Ben Welter - Tuesday, March 24, 2020
• EnergyNest is one of 15 start-ups nominated as finalists of the Start Up Energy Transition Award 2020. EnergyNest's thermal battery consists of steel cassettes with pipes encased in a special type of concrete. The Norwegian company announced earlier this year that an EnergyNest battery with a capacity of 6-8 MWh would be installed at a brick manufacturing plant in Austria.
• "T-History Simplified: Combining a Universal Standard with an IoT Strategy," presented by Madison Hammerberg, product development engineering manager at CAVU Group, will be among the presentations at the Advancements in Thermal Management conference in Denver, Aug. 6-7, 2020.
• Terrafore Technologies of Minneapolis is one of 13 companies to be awarded a Launch Minnesota Innovation Grant from the state's Department of Employment and Economic Development. The grants total $344,000; the amounts of individual grants were not disclosed. Terrafore is developing thermal energy storage to provide dispatchable solar power generation to the grid.
• RayGen Resources Pty. Ltd. of Australia has been awarded $3 million AUD toward a feasibility study for a 4 MW “solar hydro” power plant in Victoria. The money will come from the Australian Renewable Energy Agency. RayGen's system extracts heat from solar panels and stores it in a water reservoir acting as a heat store. The hot reservoir is paired with cold reservoir chilled by electricity from the solar panels and the grid. The temperature difference powers an Organic Rankine Cycle engine to generate electricity with a round-trip efficiency of 70%.

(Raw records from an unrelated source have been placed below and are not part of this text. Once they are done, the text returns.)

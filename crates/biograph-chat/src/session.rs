//! A conversation session.
//!
//! A session owns one graph handle and one model handle and answers one
//! query at a time. Its state moves `Uninitialized → Verifying → Ready`
//! while opening, `Ready → Processing → Ready` per query, and ends in
//! `Closed`. A query that arrives while another is in flight is rejected
//! with [`SessionError::Busy`] rather than queued.
//!
//! The `Processing` state is held by a guard owned by the running query (or
//! by the [`AnswerStream`] it returned), so dropping the query future or the
//! stream always returns the session to `Ready`.

use std::pin::Pin;
use std::sync::atomic::{AtomicBool, AtomicU64, Ordering};
use std::sync::{Arc, Mutex, MutexGuard};
use std::task::{Context, Poll};
use std::time::Instant;

use chrono::{DateTime, Utc};
use futures::{Stream, StreamExt};

use biograph_core::{ConversationId, Query, Settings};
use biograph_graph::GraphHandle;
use biograph_llm::{ModelError, ModelHandle, TokenStream};

use crate::error::{Result, SessionError};
use crate::pipeline::Pipeline;
use crate::state::SessionState;

/// State shared between a session and its in-flight answer streams.
struct Shared {
    id: ConversationId,
    state: Mutex<SessionState>,
    graph: Arc<dyn GraphHandle>,
    model: Arc<dyn ModelHandle>,
    released: AtomicBool,
    queries: AtomicU64,
}

impl Shared {
    fn state(&self) -> MutexGuard<'_, SessionState> {
        self.state.lock().unwrap_or_else(|poisoned| poisoned.into_inner())
    }

    fn set_state(&self, next: SessionState) {
        *self.state() = next;
    }

    /// Move to `Closed`, returning the previous state.
    fn mark_closed(&self) -> SessionState {
        std::mem::replace(&mut *self.state(), SessionState::Closed)
    }

    /// Close both handles once.
    async fn release(&self) {
        if self.released.swap(true, Ordering::SeqCst) {
            return;
        }
        self.graph.close().await;
        self.model.close().await;
        tracing::debug!(conversation_id = %self.id, "Session handles released");
    }
}

/// Holds the session in `Processing`; dropping it returns the session to
/// `Ready` unless it was closed in the meantime.
struct ProcessingGuard {
    shared: Arc<Shared>,
    started: Instant,
}

impl ProcessingGuard {
    fn acquire(shared: &Arc<Shared>) -> Result<Self> {
        {
            let mut state = shared.state();
            match *state {
                SessionState::Ready => *state = SessionState::Processing,
                SessionState::Processing => {
                    return Err(SessionError::Busy {
                        conversation_id: shared.id,
                    })
                }
                SessionState::Uninitialized | SessionState::Verifying | SessionState::Closed => {
                    return Err(SessionError::Closed {
                        conversation_id: shared.id,
                    })
                }
            }
        }
        Ok(Self {
            shared: Arc::clone(shared),
            started: Instant::now(),
        })
    }

    fn complete(self) {
        let processed = self.shared.queries.fetch_add(1, Ordering::SeqCst) + 1;
        tracing::info!(
            conversation_id = %self.shared.id,
            queries_processed = processed,
            elapsed_ms = self.started.elapsed().as_millis() as u64,
            "Query answered"
        );
    }

    /// Close the session from a synchronous context. Handles are released on
    /// the runtime in the background.
    fn close_session(self) {
        self.shared.mark_closed();
        let shared = Arc::clone(&self.shared);
        match tokio::runtime::Handle::try_current() {
            Ok(runtime) => {
                runtime.spawn(async move { shared.release().await });
            }
            Err(_) => {
                tracing::warn!(conversation_id = %shared.id, "No runtime to release session handles");
            }
        }
    }
}

impl Drop for ProcessingGuard {
    fn drop(&mut self) {
        let mut state = self.shared.state();
        if *state == SessionState::Processing {
            *state = SessionState::Ready;
        }
    }
}

/// Bookkeeping exposed by [`Session::info`].
#[derive(Debug, Clone)]
pub struct SessionInfo {
    pub conversation_id: ConversationId,
    pub state: SessionState,
    pub opened_at: DateTime<Utc>,
    pub queries_processed: u64,
    /// Queries answered without graph context because retrieval failed.
    pub degraded_contexts: u64,
    pub model: String,
}

pub struct Session {
    shared: Arc<Shared>,
    settings: Arc<Settings>,
    pipeline: Pipeline,
    opened_at: DateTime<Utc>,
}

impl Session {
    /// Verify both handles and return a `Ready` session.
    ///
    /// Each liveness check is bounded by the matching timeout in `settings`.
    /// On failure both handles are closed and the session never becomes
    /// usable.
    pub async fn open(
        id: ConversationId,
        settings: Arc<Settings>,
        graph: Arc<dyn GraphHandle>,
        model: Arc<dyn ModelHandle>,
    ) -> Result<Self> {
        let shared = Arc::new(Shared {
            id,
            state: Mutex::new(SessionState::Uninitialized),
            graph: Arc::clone(&graph),
            model: Arc::clone(&model),
            released: AtomicBool::new(false),
            queries: AtomicU64::new(0),
        });

        shared.set_state(SessionState::Verifying);
        tracing::info!(conversation_id = %id, model = model.name(), "Verifying session resources");

        if let Err(reason) = verify(&settings, graph.as_ref(), model.as_ref()).await {
            tracing::error!(conversation_id = %id, reason = %reason, "Session initialization failed");
            shared.mark_closed();
            shared.release().await;
            return Err(SessionError::Initialization { reason });
        }

        let pipeline = Pipeline::from_settings(&settings, graph, model);
        shared.set_state(SessionState::Ready);
        tracing::info!(conversation_id = %id, "Session ready");

        Ok(Self {
            shared,
            settings,
            pipeline,
            opened_at: Utc::now(),
        })
    }

    pub fn id(&self) -> ConversationId {
        self.shared.id
    }

    pub fn settings(&self) -> &Settings {
        &self.settings
    }

    pub fn state(&self) -> SessionState {
        *self.shared.state()
    }

    pub fn info(&self) -> SessionInfo {
        SessionInfo {
            conversation_id: self.shared.id,
            state: self.state(),
            opened_at: self.opened_at,
            queries_processed: self.shared.queries.load(Ordering::SeqCst),
            degraded_contexts: self.pipeline.degraded_contexts(),
            model: self.shared.model.name().to_string(),
        }
    }

    /// Answer `text` in full.
    pub async fn ask(&self, text: &str) -> Result<String> {
        let guard = ProcessingGuard::acquire(&self.shared)?;
        let query = Query::new(text)?;
        tracing::info!(conversation_id = %self.id(), chars = query.as_str().len(), "Answering query");

        match self.pipeline.answer(&query).await {
            Ok(answer) => {
                guard.complete();
                Ok(answer)
            }
            Err(e) => self.fail(guard, e).await,
        }
    }

    /// Answer `text` as a stream of chunks.
    ///
    /// The session stays `Processing` until the returned stream ends, fails,
    /// is cancelled, or is dropped.
    pub async fn ask_stream(&self, text: &str) -> Result<AnswerStream> {
        let guard = ProcessingGuard::acquire(&self.shared)?;
        let query = Query::new(text)?;
        tracing::info!(conversation_id = %self.id(), chars = query.as_str().len(), "Streaming answer");

        match self.pipeline.answer_stream(&query).await {
            Ok(tokens) => Ok(AnswerStream {
                tokens,
                guard: Some(guard),
            }),
            Err(e) => self.fail(guard, e).await,
        }
    }

    /// Close the session and release both handles. Idempotent.
    pub async fn close(&self) {
        let previous = self.shared.mark_closed();
        if previous != SessionState::Closed {
            tracing::info!(conversation_id = %self.id(), from = %previous, "Session closed");
        }
        self.shared.release().await;
    }

    async fn fail<T>(&self, guard: ProcessingGuard, err: SessionError) -> Result<T> {
        if matches!(err, SessionError::Model(ModelError::Authentication(_))) {
            tracing::error!(conversation_id = %self.id(), error = %err, "Model rejected credentials, closing session");
            self.shared.mark_closed();
            drop(guard);
            self.shared.release().await;
            return Err(err);
        }
        drop(guard);
        if self.state().is_closed() {
            // Closed while the query was in flight.
            return Err(SessionError::Closed {
                conversation_id: self.id(),
            });
        }
        tracing::warn!(conversation_id = %self.id(), error = %err, "Query failed");
        Err(err)
    }
}

impl std::fmt::Debug for Session {
    fn fmt(&self, f: &mut std::fmt::Formatter<'_>) -> std::fmt::Result {
        f.debug_struct("Session")
            .field("id", &self.shared.id)
            .field("state", &self.state())
            .field("opened_at", &self.opened_at)
            .finish()
    }
}

async fn verify(
    settings: &Settings,
    graph: &dyn GraphHandle,
    model: &dyn ModelHandle,
) -> std::result::Result<(), String> {
    match tokio::time::timeout(settings.graph_timeout, graph.ping()).await {
        Ok(Ok(())) => {}
        Ok(Err(e)) => return Err(format!("graph store unreachable: {e}")),
        Err(_) => {
            return Err(format!(
                "graph store did not respond within {:?}",
                settings.graph_timeout
            ))
        }
    }
    match tokio::time::timeout(settings.model_timeout, model.ping()).await {
        Ok(Ok(())) => Ok(()),
        Ok(Err(e)) => Err(format!("model {} unreachable: {e}", model.name())),
        Err(_) => Err(format!(
            "model {} did not respond within {:?}",
            model.name(),
            settings.model_timeout
        )),
    }
}

/// A streamed answer bound to its session.
///
/// Yields text chunks in order. A failure is the final item; chunks received
/// before it are not a complete answer.
pub struct AnswerStream {
    tokens: TokenStream,
    guard: Option<ProcessingGuard>,
}

impl AnswerStream {
    /// Stop the answer and return the session to `Ready`.
    pub fn cancel(&mut self) {
        self.tokens.cancel();
        if let Some(guard) = self.guard.take() {
            tracing::info!(
                conversation_id = %guard.shared.id,
                delivered = self.tokens.delivered(),
                "Answer cancelled"
            );
        }
    }

    pub fn is_finished(&self) -> bool {
        self.guard.is_none()
    }

    /// Drain into the full answer.
    pub async fn collect_text(mut self) -> Result<String> {
        let mut text = String::new();
        while let Some(chunk) = self.next().await {
            text.push_str(&chunk?);
        }
        Ok(text)
    }
}

impl Stream for AnswerStream {
    type Item = Result<String>;

    fn poll_next(self: Pin<&mut Self>, cx: &mut Context<'_>) -> Poll<Option<Self::Item>> {
        let this = self.get_mut();
        match this.tokens.poll_next_unpin(cx) {
            Poll::Pending => Poll::Pending,
            Poll::Ready(Some(Ok(chunk))) => Poll::Ready(Some(Ok(chunk))),
            Poll::Ready(Some(Err(e))) => {
                if let Some(guard) = this.guard.take() {
                    tracing::warn!(
                        conversation_id = %guard.shared.id,
                        delivered = this.tokens.delivered(),
                        error = %e,
                        "Answer stream failed"
                    );
                    if matches!(e, ModelError::Authentication(_)) {
                        guard.close_session();
                    }
                }
                Poll::Ready(Some(Err(e.into())))
            }
            Poll::Ready(None) => {
                if let Some(guard) = this.guard.take() {
                    guard.complete();
                }
                Poll::Ready(None)
            }
        }
    }
}

impl std::fmt::Debug for AnswerStream {
    fn fmt(&self, f: &mut std::fmt::Formatter<'_>) -> std::fmt::Result {
        f.debug_struct("AnswerStream")
            .field("tokens", &self.tokens)
            .field("finished", &self.is_finished())
            .finish()
    }
}
//! OpenAI-compatible chat completions client.
//!
//! Works against api.openai.com and any gateway exposing the same
//! `/chat/completions` and `/models` endpoints.

use std::time::Duration;

use async_trait::async_trait;
use futures::TryStreamExt;
use serde::{Deserialize, Serialize};

use biograph_core::{Prompt, Settings};

use crate::error::{error_for_response, ModelError};
use crate::handle::{ChunkStream, GenerationParams, ModelHandle};
use crate::sse::{decode_stream, Delta};

pub struct OpenAiModel {
    http: reqwest::Client,
    base_url: String,
    api_key: String,
    model: String,
}

#[derive(Serialize)]
struct ChatRequest<'a> {
    model: &'a str,
    messages: Vec<ChatMessage<'a>>,
    temperature: f32,
    #[serde(skip_serializing_if = "Option::is_none")]
    max_tokens: Option<u32>,
    stream: bool,
}

#[derive(Serialize)]
struct ChatMessage<'a> {
    role: &'a str,
    content: &'a str,
}

#[derive(Deserialize)]
struct ChatResponse {
    choices: Vec<ChatChoice>,
}

#[derive(Deserialize)]
struct ChatChoice {
    message: ChoiceMessage,
}

#[derive(Deserialize)]
struct ChoiceMessage {
    #[serde(default)]
    content: Option<String>,
}

#[derive(Deserialize)]
struct StreamChunk {
    #[serde(default)]
    choices: Vec<StreamChoice>,
}

#[derive(Deserialize)]
struct StreamChoice {
    #[serde(default)]
    delta: StreamDelta,
}

#[derive(Deserialize, Default)]
struct StreamDelta {
    #[serde(default)]
    content: Option<String>,
}

impl OpenAiModel {
    pub fn new(
        base_url: &str,
        api_key: &str,
        model: &str,
        connect_timeout: Duration,
    ) -> Result<Self, ModelError> {
        let http = reqwest::Client::builder()
            .connect_timeout(connect_timeout)
            .build()
            .map_err(|e| ModelError::Unavailable(format!("Failed to create HTTP client: {e}")))?;
        Ok(Self {
            http,
            base_url: base_url.trim_end_matches('/').to_string(),
            api_key: api_key.to_string(),
            model: model.to_string(),
        })
    }

    pub fn from_settings(settings: &Settings) -> Result<Self, ModelError> {
        let api_key = settings
            .api_key
            .as_deref()
            .ok_or_else(|| ModelError::Authentication("no API key configured".to_string()))?;
        Self::new(
            &settings.model_base_url,
            api_key,
            &settings.model_name,
            settings.model_timeout,
        )
    }

    fn request_body<'a>(
        &'a self,
        prompt: &'a Prompt,
        params: &GenerationParams,
        stream: bool,
    ) -> ChatRequest<'a> {
        ChatRequest {
            model: &self.model,
            messages: prompt
                .messages()
                .iter()
                .map(|m| ChatMessage {
                    role: m.role.as_str(),
                    content: &m.content,
                })
                .collect(),
            temperature: params.temperature,
            max_tokens: params.max_tokens.limit(),
            stream,
        }
    }

    async fn post_chat(&self, body: &ChatRequest<'_>) -> Result<reqwest::Response, ModelError> {
        let response = self
            .http
            .post(format!("{}/chat/completions", self.base_url))
            .bearer_auth(&self.api_key)
            .json(body)
            .send()
            .await
            .map_err(ModelError::from_transport)?;

        if !response.status().is_success() {
            return Err(error_for_response(response).await);
        }
        Ok(response)
    }
}

/// Map one streamed event to a text delta.
pub(crate) fn parse_event(payload: &str) -> Result<Delta, ModelError> {
    if payload.trim() == "[DONE]" {
        return Ok(Delta::Done);
    }
    let value: serde_json::Value =
        serde_json::from_str(payload).map_err(|e| ModelError::malformed("stream event", e))?;
    if let Some(err) = value.get("error") {
        let message = err
            .get("message")
            .and_then(|m| m.as_str())
            .unwrap_or("unknown error");
        return Err(ModelError::Unavailable(format!("stream aborted: {message}")));
    }
    let chunk: StreamChunk =
        serde_json::from_value(value).map_err(|e| ModelError::malformed("stream event", e))?;
    Ok(chunk
        .choices
        .into_iter()
        .next()
        .and_then(|c| c.delta.content)
        .map(Delta::Text)
        .unwrap_or(Delta::Skip))
}

#[async_trait]
impl ModelHandle for OpenAiModel {
    fn name(&self) -> &str {
        &self.model
    }

    async fn ping(&self) -> Result<(), ModelError> {
        let response = self
            .http
            .get(format!("{}/models", self.base_url))
            .bearer_auth(&self.api_key)
            .send()
            .await
            .map_err(ModelError::from_transport)?;
        if !response.status().is_success() {
            return Err(error_for_response(response).await);
        }
        Ok(())
    }

    async fn complete(
        &self,
        prompt: &Prompt,
        params: &GenerationParams,
    ) -> Result<String, ModelError> {
        let body = self.request_body(prompt, params, false);
        let response = self.post_chat(&body).await?;
        let parsed: ChatResponse = response
            .json()
            .await
            .map_err(|e| ModelError::malformed("completion response", e))?;
        parsed
            .choices
            .into_iter()
            .next()
            .map(|c| c.message.content.unwrap_or_default())
            .ok_or_else(|| ModelError::malformed("completion response", "no choices"))
    }

    async fn stream(
        &self,
        prompt: &Prompt,
        params: &GenerationParams,
    ) -> Result<ChunkStream, ModelError> {
        let body = self.request_body(prompt, params, true);
        let response = self.post_chat(&body).await?;
        let bytes = response.bytes_stream().map_err(ModelError::from_transport);
        Ok(decode_stream(bytes, parse_event))
    }
}
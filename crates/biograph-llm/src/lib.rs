//! biograph-llm: Language model access for biograph.
//!
//! One [`ModelHandle`] trait with an implementation per provider, selected by
//! `Settings::provider`:
//! - [`openai::OpenAiModel`] for OpenAI-compatible chat completion APIs
//! - [`llamacpp::LlamaCppModel`] for a llama.cpp server hosting a local model
//!
//! [`AnswerGenerator`] adds the retry policy and timeouts on top of a handle
//! and hands streamed answers out as a [`TokenStream`].

pub mod error;
pub mod generator;
pub mod handle;
pub mod llamacpp;
pub mod mock;
pub mod openai;
pub mod retry;
pub mod sse;
pub mod stream;

use std::sync::Arc;

use biograph_core::{ModelProvider, Settings};

pub use error::ModelError;
pub use generator::AnswerGenerator;
pub use handle::{ChunkStream, GenerationParams, ModelHandle};
pub use retry::RetryPolicy;
pub use stream::TokenStream;

/// Build the model handle for the configured provider.
pub fn connect_model(settings: &Settings) -> Result<Arc<dyn ModelHandle>, ModelError> {
    let handle: Arc<dyn ModelHandle> = match settings.provider {
        ModelProvider::OpenAi => Arc::new(openai::OpenAiModel::from_settings(settings)?),
        ModelProvider::LlamaCpp => Arc::new(llamacpp::LlamaCppModel::from_settings(settings)?),
    };
    tracing::info!(
        provider = %settings.provider,
        model = %settings.model_name,
        base_url = %settings.model_base_url,
        "Model client created"
    );
    Ok(handle)
}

• The Swedish thermal energy storage company Azelio has completed the installation of "a system that will store solar energy from what is claimed to be the world’s largest concentrated solar power plant project," Energy Storage Journal reports. "The complex [in Morocco] is 2,500 hectares in size, and solar panels cover 1,000 square metres — which means it could potentially harvest a total of 2.6GW a year." The system uses recycled aluminum as the heat storage material.
• Sunamp Ltd. of Edinburgh, Scotland, has signed a memo of understanding with Ripple Energy, a company that enables customers to part-own large-scale wind farms to power their homes. Under the agreement, Ripple will offer its customers Sunamp heat batteries, which use a specially formulated phase change material to store large amounts of energy from renewable and other sources and release it as heat to deliver hot water and space heating as needed.